Matty Stecks is a composer, saxophone player and flautist who also manages to be one of the mainstays of the Brooklyn Jazz scene. He spent the last 11 years making his name through constantly performing, so you can see how the pandemic upset his upward trajectory in the world of contemporary jazz. At the end of that 11-year period of growth, Matty Stecks spent some time at Avatar Studio just before it closed down. He gathered his friends under the aegis of Persiflage (meaning “light and slightly contemptuous mockery or banter”)–trombonist Curtis Hasselbring, guitarist Todd Neufeld, bassist Dave Ambrosio and drummer Satoshi Takeishi. Night Cravings is the result of these sessions.
What makes this album so intriguing and original? It’s that “anything goes” attitude. Matty Stecks is out front for all of these original tracks, but there’s just an unkempt and undisciplined spirit at work here, an excellent and fun spirit that inspires this quartet to go wherever the the music’s hopping. It can be free jazz, but it’s fun and hilarious instead of chaotic–this is humor in absolute and wordless form. Just when you slip into the groove, elements of folk, psychedelic rock and old-fashioned be-bop sneak in and have you wondering where you made a wrong turn and wound up in this specific neighborhood.

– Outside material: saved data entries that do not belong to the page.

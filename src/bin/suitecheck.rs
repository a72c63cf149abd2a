//! suitecheck CLI - quality and coverage review for candidate tests.

use clap::Parser;
use tracing_subscriber::EnvFilter;

mod cli;

use cli::{Cli, Commands, LogFormat};

#[tokio::main]
async fn main() -> anyhow::Result<()> {
    let cli = Cli::parse();

    let default_level = if cli.verbose { "debug" } else { "info" };
    let filter = EnvFilter::try_from_default_env().unwrap_or_else(|_| EnvFilter::new(default_level));
    let subscriber = tracing_subscriber::fmt()
        .with_env_filter(filter)
        .with_target(false)
        .with_writer(std::io::stderr);
    match cli.log_format {
        LogFormat::Json => subscriber.json().init(),
        LogFormat::Text => subscriber.init(),
    }

    match cli.command {
        Commands::Analyze(args) => cli::analyze_command(*args).await?,
        Commands::PrintDefaultConfig => cli::print_default_config()?,
        Commands::InitConfig(args) => cli::init_config(args)?,
        Commands::ValidateConfig(args) => cli::validate_config(args)?,
        Commands::ListLanguages => cli::list_languages()?,
    }

    Ok(())
}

This isn’t nearly as challenging as most albums that claim to be free or experimental jazz. This is five musicians who all know what they’re doing, and they’re choosing to go with their imaginations. Once a muse is corralled by a single member, the other four immediately synchronize their watches and then move as one. While Matty Stecks leads consistently, the magic is in the improvisation. But there’s also a sense that Stecks plans this all in advance and is enormously pleased when it comes out even more adventurous than he expected. That makes Night Cravings, which is impeccably recorded, a hopeful reminder that we’ll be back in the clubs one day, listening to this kind of magic occur in real time.